Sari-sari_store2So you want to go into business. And so you know next to nothing  how to go about it. Well, then, you might want to consider a retailing business.

In many ways, retailing is the simplest and easiest business to set up and manage. At its smallest scale, retailing requires little capital and minimal manpower, technology and managerial skills.

People in general prefer to buy consumer items from small retail stores because they are accessible, are usually open from very early in the morning up to very late at night, and usually provide personalized service, including credit otherwise known as palista or pautang.


Sari-sari store concept

Among retailing establishments, the sari-sari store is the most common. In densely-populated, middle and lower-income communities; there is one in every block and street corner.

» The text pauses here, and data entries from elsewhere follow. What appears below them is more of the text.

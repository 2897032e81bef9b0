//! Handler registry and fault-isolated invocation.
//!
//! Handlers are keyed by message type (or [`WILDCARD`]) and run in
//! registration order. Each call is isolated: an `Err` or a panic is logged with
//! the type it was registered for and never reaches sibling handlers.

use std::collections::HashMap;
use std::panic::{self, AssertUnwindSafe};
use std::rc::Rc;

use chrono::{DateTime, Utc};
use pulse_shared::{Envelope, WILDCARD};
use serde::de::DeserializeOwned;

pub type HandlerResult = anyhow::Result<()>;

pub(crate) type HandlerFn = Rc<dyn Fn(&Envelope) -> HandlerResult>;

/// Identifies one registration; returned by `on`/`once`.
#[derive(Debug, Clone, Copy, PartialEq, Eq, Hash, PartialOrd, Ord)]
pub struct HandlerId(u64);

struct HandlerEntry {
    id: HandlerId,
    once: bool,
    handler: HandlerFn,
}

/// The most recent successfully parsed inbound envelope.
#[derive(Debug, Clone, PartialEq)]
pub struct ReceivedEnvelope {
    pub envelope: Envelope,
    pub received_at: DateTime<Utc>,
}

impl ReceivedEnvelope {
    pub fn now(envelope: Envelope) -> Self {
        Self {
            envelope,
            received_at: Utc::now(),
        }
    }
}

#[derive(Default)]
pub struct HandlerRegistry {
    next_id: u64,
    handlers: HashMap<String, Vec<HandlerEntry>>,
}

impl HandlerRegistry {
    pub(crate) fn insert(&mut self, message_type: &str, handler: HandlerFn, once: bool) -> HandlerId {
        self.next_id += 1;
        let id = HandlerId(self.next_id);
        self.handlers
            .entry(message_type.to_string())
            .or_default()
            .push(HandlerEntry { id, once, handler });
        id
    }

    /// Remove one registration. The type's entry goes away with its last handler.
    pub fn remove(&mut self, message_type: &str, id: HandlerId) -> bool {
        let Some(entries) = self.handlers.get_mut(message_type) else {
            return false;
        };
        let before = entries.len();
        entries.retain(|e| e.id != id);
        let removed = entries.len() != before;
        if entries.is_empty() {
            self.handlers.remove(message_type);
        }
        removed
    }

    /// Clear one type, or everything when `message_type` is `None`.
    pub fn clear(&mut self, message_type: Option<&str>) {
        match message_type {
            Some(t) => {
                self.handlers.remove(t);
            }
            None => self.handlers.clear(),
        }
    }

    pub fn handler_count(&self, message_type: &str) -> usize {
        self.handlers.get(message_type).map_or(0, Vec::len)
    }

    pub fn contains(&self, message_type: &str, id: HandlerId) -> bool {
        self.handlers
            .get(message_type)
            .is_some_and(|entries| entries.iter().any(|e| e.id == id))
    }

    pub fn is_empty(&self) -> bool {
        self.handlers.is_empty()
    }

    /// Registered types, sorted.
    pub fn types(&self) -> Vec<String> {
        let mut types: Vec<_> = self.handlers.keys().cloned().collect();
        types.sort();
        types
    }

    /// Snapshot the handlers for `message_type` for one dispatch.
    ///
    /// `once` registrations are removed here, before they run, so they fire at
    /// most once even if a handler re-enters the client.
    pub(crate) fn take_for_dispatch(&mut self, message_type: &str) -> Vec<HandlerFn> {
        let Some(entries) = self.handlers.get_mut(message_type) else {
            return Vec::new();
        };
        let snapshot = entries.iter().map(|e| e.handler.clone()).collect();
        entries.retain(|e| !e.once);
        if entries.is_empty() {
            self.handlers.remove(message_type);
        }
        snapshot
    }
}

impl std::fmt::Debug for HandlerRegistry {
    fn fmt(&self, f: &mut std::fmt::Formatter<'_>) -> std::fmt::Result {
        let counts: HashMap<_, _> = self
            .handlers
            .iter()
            .map(|(t, entries)| (t.as_str(), entries.len()))
            .collect();
        f.debug_struct("HandlerRegistry").field("handlers", &counts).finish()
    }
}

/// Wrap a payload-typed handler into an envelope handler.
pub(crate) fn typed_handler<T, F>(handler: F) -> HandlerFn
where
    T: DeserializeOwned,
    F: Fn(T) -> HandlerResult + 'static,
{
    Rc::new(move |envelope: &Envelope| -> HandlerResult {
        let payload = envelope.payload_as::<T>()?;
        handler(payload)
    })
}

/// Run `f`, logging an error or a panic against `label`. Returns whether it
/// completed successfully.
pub(crate) fn invoke_isolated(label: &str, f: impl FnOnce() -> HandlerResult) -> bool {
    match panic::catch_unwind(AssertUnwindSafe(f)) {
        Ok(Ok(())) => true,
        Ok(Err(e)) => {
            crate::log_error!("Error in {}: {:#}", label, e);
            false
        }
        Err(panic) => {
            crate::log_error!("Panic in {}: {}", label, panic_message(panic.as_ref()));
            false
        }
    }
}

fn panic_message(panic: &(dyn std::any::Any + Send)) -> &str {
    if let Some(s) = panic.downcast_ref::<&str>() {
        s
    } else if let Some(s) = panic.downcast_ref::<String>() {
        s
    } else {
        "non-string panic payload"
    }
}

/// Steps 2 and 3 of dispatch: exact-type handlers, then wildcard handlers.
///
/// Handlers are snapshotted first so that they may register or remove
/// handlers, or call back into the client, while running.
pub(crate) fn fan_out(
    registry: &std::cell::RefCell<HandlerRegistry>,
    envelope: &Envelope,
) -> usize {
    let mut failures = 0;

    let typed = registry.borrow_mut().take_for_dispatch(&envelope.message_type);
    let label = format!("message handler for type \"{}\"", envelope.message_type);
    for handler in typed {
        if !invoke_isolated(&label, || handler(envelope)) {
            failures += 1;
        }
    }

    let wildcard = registry.borrow_mut().take_for_dispatch(WILDCARD);
    for handler in wildcard {
        if !invoke_isolated("wildcard message handler", || handler(envelope)) {
            failures += 1;
        }
    }

    failures
}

Most sari-sari stores are run inside the shopkeeper’s house and are extensions of the household – often a hole in the wall. Commodities are displayed in a large screen-covered or metal-barred window in front of the shop.

As its name implies, the essence of such a store is variety.

Candies, milk, canned goods, instant noodles,  chips and other snack items, and cigarettes are often displayed while cooking oil, salt, eggs, and sugar are often stored in sacks or baskets or cans. A sari-sari store is also the place to run to if a household runs out of cooking staples like sibuyas, bawang, paminta, toyo and suka. If you need common medicines like aspirin, biogesic or decolgen, chances are it has these on stock, too. Many sari-sari stores are also equipped with refrigerators or iceboxes for soft drinks, beer, or bottled water.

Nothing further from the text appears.